Posted by [email protected] on January 9, 2012 at 10:35 PM
I originally intended to name my Blog:

LOVE COVERS A MULTITUDE OF SONS -
An honest confessional... uh, devotional, for Mothers of Boys.  

While I stuck with the shorter title, the purpose remains the same... to confess my shortcomings, as I look to the One who turns my mess into His message, and my tests into a testimony.  And so my confession today is the same. 






I'm not always Gentle.  Take a look at me here.  These little ones were being children... wiggly, goofy, tired, on vacation little children.  But I wanted to take a family picture!  This picture makes me laugh - I really should be wearing a slip!  But it also makes me cry - Because each time I look at it I can feel the fierce turmoil that can overtake me at times as I parent.  


And it breaks my heart. 


We signed up for this Mama-Gig with idyllic images of tender tuck-ins and family game nights, of laughter at the dinner table and chocolate milk mustaches while painting at the easel.  But it hasn't turned out all roses and sunshine, has it?  It's hard!  Really hard.  And I think that feelings of ANGER and our overall Lack-of-Gentleness, stem from disappointment and unmet (albeit unrealistic) expectations.  

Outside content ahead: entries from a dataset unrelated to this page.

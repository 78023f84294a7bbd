use std::sync::atomic::{AtomicBool, Ordering};
use std::sync::Arc;
use std::time::Duration;

use reqwest::header::LOCATION;
use reqwest::StatusCode;
use serde::de::DeserializeOwned;
use tokio::sync::mpsc;
use tokio::task::JoinHandle;
use tracing::{error, info, warn};
use url::Url;

use td_types::{Candle, Event, Market, MarketDetailsResponse, MarketGroup, TradeRequest, TradeResponse};

use crate::common::consts;
use crate::error::{Result, TdError};
use crate::http::base_client::HostClient;
use crate::http::models::{
    ChartData, DResponse, MarketDetailsReq, MarketGroupReq, MarketQuoteReq, SessionStatus, TradeReq,
};

/// The landing page may bounce through at most this many redirects.
const MAX_DEPTH: usize = 4;

const KEEPALIVE_INTERVAL: Duration = Duration::from_secs(60);

const SUPER_GROUP_PATH: &str = "/UTSAPI.asmx/GetMarketSuperGroup";
const GROUP_PATH: &str = "/UTSAPI.asmx/GetMarketGroup";
const QUOTE_PATH: &str = "/UTSAPI.asmx/GetMarketQuote";
const TRADE_PATH: &str = "/UTSAPI.asmx/RequestTrade";
const SIM_TRADE_PATH: &str = "/UTSAPI.asmx/RequestTradeSimulate";
const SESSION_PATH: &str = "/UTSAPI.asmx/UpdateClientSessionID";

/// Session identity handed to the WS layer after the landing page has been
/// opened: the OTS-keyed cookie value plus the login id from the page.
#[derive(Debug, Clone)]
pub struct AuthInfo {
    pub token: String,
    pub login_id: String,
}

/// Typed calls against the venue's site API, bound to one authenticated
/// platform session.
#[derive(Clone, Debug)]
pub struct TdRestClient {
    client: Arc<HostClient>,
    account_id: String,
    market_details_path: String,
}

impl TdRestClient {
    /// Open the platform landing page and mint a session.
    ///
    /// Follows the venue's 302 chain, pulls `ots` from the final URL and the
    /// hidden login/account fields from the final HTML, then reads the
    /// session token out of the cookie the chain has set.
    pub async fn connect(platform_url: &Url) -> Result<(Self, AuthInfo)> {
        let origin = origin_of(platform_url)?;
        let client = Arc::new(HostClient::with_base(Url::parse(&origin)?)?);

        let (final_target, body) = Self::walk_landing(&client, target_of(platform_url)).await?;
        let ots = extract_ots(&final_target)?;
        let login_id = extract_hidden_field(&body, "hfLoginID")?;
        let account_id = extract_hidden_field(&body, "hfAccountID")?;

        let token = client.cookie(&ots);
        if token.value.is_empty() {
            return Err(TdError::Extract { what: "session token cookie", context: ots });
        }

        client.set_default_header("Origin", &origin);
        client.set_default_header("Referer", &format!("{origin}/Advanced.aspx?ots={ots}"));
        client.set_default_header("Content-Type", "application/json; charset=utf-8");
        client.set_default_header("X-Requested-With", "XMLHttpRequest");

        info!("platform session open for account {account_id}");
        Ok((
            TdRestClient {
                client,
                market_details_path: format!(
                    "/UTSAPI.asmx/GetMarketDetails?AccountID={account_id}"
                ),
                account_id,
            },
            AuthInfo { token: token.value, login_id },
        ))
    }

    pub fn account_id(&self) -> &str {
        &self.account_id
    }

    async fn walk_landing(client: &HostClient, start: String) -> Result<(String, String)> {
        let mut target = start.clone();
        for _ in 0..=MAX_DEPTH {
            let response = client.get(&target).await?;
            if response.status == StatusCode::OK {
                return Ok((target, response.text()));
            }
            if response.status != StatusCode::FOUND {
                return Err(TdError::Status {
                    path: target,
                    status: response.status.as_u16(),
                    body: snippet(&response.text()),
                });
            }
            let location = response
                .headers
                .get(LOCATION)
                .and_then(|v| v.to_str().ok())
                .ok_or_else(|| TdError::Extract { what: "Location", context: target.clone() })?;
            target = normalize_location(location);
        }
        Err(TdError::MaxRedirectDepth { start, max: MAX_DEPTH })
    }

    pub async fn get_market_super_group(&self) -> Result<Vec<MarketGroup>> {
        self.post_d(SUPER_GROUP_PATH, Some("{}".to_string())).await
    }

    pub async fn get_market_group(&self, super_group_id: i32) -> Result<Vec<MarketGroup>> {
        let body = serde_json::to_string(&MarketGroupReq { super_group_id })?;
        self.post_d(GROUP_PATH, Some(body)).await
    }

    pub async fn get_market_quote(&self, group_id: i32) -> Result<Vec<Market>> {
        let body = serde_json::to_string(&MarketQuoteReq::for_group(group_id))?;
        self.post_d(QUOTE_PATH, Some(body)).await
    }

    pub async fn get_market_details(&self, market_id: i32) -> Result<MarketDetailsResponse> {
        let body = serde_json::to_string(&MarketDetailsReq { market_id })?;
        self.post_d(self.market_details_path.as_str(), Some(body)).await
    }

    /// Validation-only pass of a trade; the venue gates `RequestTrade` on it.
    pub async fn sim_trade(&self, request: &TradeRequest) -> Result<()> {
        let body = serde_json::to_string(&TradeReq::from(request))?;
        self.post_d::<serde_json::Value>(SIM_TRADE_PATH, Some(body)).await?;
        Ok(())
    }

    pub async fn trade(&self, request: &TradeRequest) -> Result<TradeResponse> {
        let body = serde_json::to_string(&TradeReq::from(request))?;
        self.post_d(TRADE_PATH, Some(body)).await
    }

    /// Pull up to `count` one-minute mid-price bars from the chart host.
    pub async fn backfill(&self, market_id: i32, count: usize) -> Result<Vec<Candle>> {
        let chart = HostClient::new(consts::CHART_HOST)?;
        let path = format!("/data/minute/{market_id}/mid?l={count}");
        let response = chart.get(&path).await?;
        if response.status != StatusCode::OK {
            return Err(TdError::Status {
                path,
                status: response.status.as_u16(),
                body: snippet(&response.text()),
            });
        }
        let payload: ChartData = response.json()?;
        let mut candles = Vec::with_capacity(payload.data.len());
        for line in &payload.data {
            candles.push(Candle::parse(line)?);
        }
        Ok(candles)
    }

    /// One session ping; returns the venue's session status (0 = alive).
    pub async fn update_client_session(&self) -> Result<i32> {
        let response = self.client.post(SESSION_PATH, None).await?;
        if response.status != StatusCode::OK {
            return Err(TdError::Status {
                path: SESSION_PATH.to_string(),
                status: response.status.as_u16(),
                body: snippet(&response.text()),
            });
        }
        let wrapped: DResponse<SessionStatus> = response.json()?;
        Ok(wrapped.d.status)
    }

    /// Keep the platform session alive with a ping every 60 s.
    ///
    /// Non-200 replies and dropped connections are retried immediately; a
    /// non-zero session status means the venue logged us out, which is
    /// surfaced as an error event and ends the loop.
    pub fn spawn_session_keepalive(
        &self,
        shutdown: Arc<AtomicBool>,
        events: mpsc::Sender<Event>,
    ) -> JoinHandle<()> {
        let rest = self.clone();
        tokio::spawn(async move {
            loop {
                if shutdown.load(Ordering::Relaxed) {
                    break;
                }
                let delay = match rest.update_client_session().await {
                    Ok(0) => KEEPALIVE_INTERVAL,
                    Ok(status) => {
                        error!("logged out by server, session status {status}");
                        let _ = events
                            .send(Event::Error(format!("logged out by server (status {status})")))
                            .await;
                        break;
                    }
                    Err(TdError::Status { status, .. }) => {
                        warn!("session ping returned {status}, retrying");
                        Duration::ZERO
                    }
                    Err(TdError::Http(e)) => {
                        warn!("session ping failed: {e}, retrying");
                        Duration::ZERO
                    }
                    Err(e) => {
                        error!("session keep-alive stopped: {e}");
                        let _ = events.send(Event::Error(e.to_string())).await;
                        break;
                    }
                };
                tokio::time::sleep(delay).await;
            }
            info!("session keep-alive exiting");
        })
    }

    async fn post_d<T: DeserializeOwned>(&self, path: &str, body: Option<String>) -> Result<T> {
        let response = self.client.post(path, body).await?;
        if response.status != StatusCode::OK {
            return Err(TdError::Status {
                path: path.to_string(),
                status: response.status.as_u16(),
                body: snippet(&response.text()),
            });
        }
        let value: serde_json::Value = serde_json::from_slice(&response.body)
            .map_err(|e| TdError::Extract { what: "json body", context: e.to_string() })?;
        let d = value
            .get("d")
            .cloned()
            .ok_or_else(|| TdError::Extract { what: "d", context: snippet(&response.text()) })?;
        serde_json::from_value(d)
            .map_err(|e| TdError::Extract { what: "d payload", context: e.to_string() })
    }
}

fn origin_of(url: &Url) -> Result<String> {
    let host = url
        .host_str()
        .ok_or_else(|| TdError::Extract { what: "host", context: url.to_string() })?;
    Ok(match url.port() {
        Some(port) => format!("{}://{host}:{port}", url.scheme()),
        None => format!("{}://{host}", url.scheme()),
    })
}

fn target_of(url: &Url) -> String {
    match url.query() {
        Some(query) => format!("{}?{query}", url.path()),
        None => url.path().to_string(),
    }
}

/// Redirect targets may be absolute; the venue never changes host, so the
/// path-and-query part is what gets followed.
fn normalize_location(location: &str) -> String {
    match Url::parse(location) {
        Ok(url) => target_of(&url),
        Err(_) => location.to_string(),
    }
}

fn extract_ots(target: &str) -> Result<String> {
    let query = target.split_once('?').map(|(_, q)| q).unwrap_or("");
    for pair in query.split('&') {
        if let Some(value) = pair.strip_prefix("ots=") {
            if !value.is_empty() {
                return Ok(value.to_string());
            }
        }
    }
    Err(TdError::Extract { what: "ots", context: target.to_string() })
}

fn extract_hidden_field(body: &str, id: &'static str) -> Result<String> {
    let marker = format!(r#"id="{id}" value=""#);
    let start = body
        .find(&marker)
        .ok_or_else(|| TdError::Extract { what: id, context: snippet(body) })?
        + marker.len();
    let len = body[start..]
        .find('"')
        .ok_or_else(|| TdError::Extract { what: id, context: snippet(&body[start..]) })?;
    Ok(body[start..start + len].to_string())
}

fn snippet(s: &str) -> String {
    s.chars().take(64).collect()
}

"Why are you doing this to me?  Don't you know I just want to love you and cuddle you and teach you and buy you stuff and tickle your back?  Why are you whining at me for more juice and throwing a tantrum at nap-time?  I've still got to get your baby brother fed and down for his nap!  We had a great time at the park this morning!  You have the bestmommyintheworld!!!!  I repeat, Why Are You Doing This To Me?"


Just today I spoke to a girlfriend who confessed that she got upset at her son and threw a handful of legos down in anger.  One little plastic piece bounced off the ground and hit her precious boy in the face.  Now two weeks and two stitches later, she poured out her heart to me about longing to be gentler with her boys.  I know!  Once again, check me out in my Tina Turner pose above... I get it!


My journey in this regard has been very difficult.  I'd describe it as a Spiritual Journey for three and a half years, and a Physical Journey for the past month.  This is what I mean.  Since my third son was born I've felt anxious, stressed beyond my abilities to cope, heartbroken, lacking joy and patience and... gentleness.  


I clung to the verses about the fruit of God's Spirit in my life and found at the heart of it all this key element of abiding in Him as He abides in us.  If we abide in Him... WE WILL BEAR MUCH FRUIT! It seemed to me (and still does) a very simple equation.  And that's what we're after, isn't it?  I abide in Him, He abides in me, and I will bear much "fruit!"

" But the fruit of the Spirit is love, joy, peace, patience, kindness, goodness, faithfulness, gentleness, self-control; against such things there is no law...  If we live by the Spirit, let us also walk by the Spirit." (Galatians 5:22-24)


“I am the true vine, and My Father is the vinedresser....  Abide in Me, and I in you. As the branch cannot bear fruit of itself unless it abides in the vine, so neither can you unless you abide in Me. I am the vine, you are the branches; he who abides in Me and I in him, he bears much fruit, for apart from Me you can do nothing. (John 15: 1,5-6)


And so, I surrendered.  I surrendered as much as my Spirit was able over the past three years.  But the more I learned to trust and rest and abide in Him, the more heartbroken I found myself as I still lacked the fruit of His Spirit in my heart and home... and toward my loved ones.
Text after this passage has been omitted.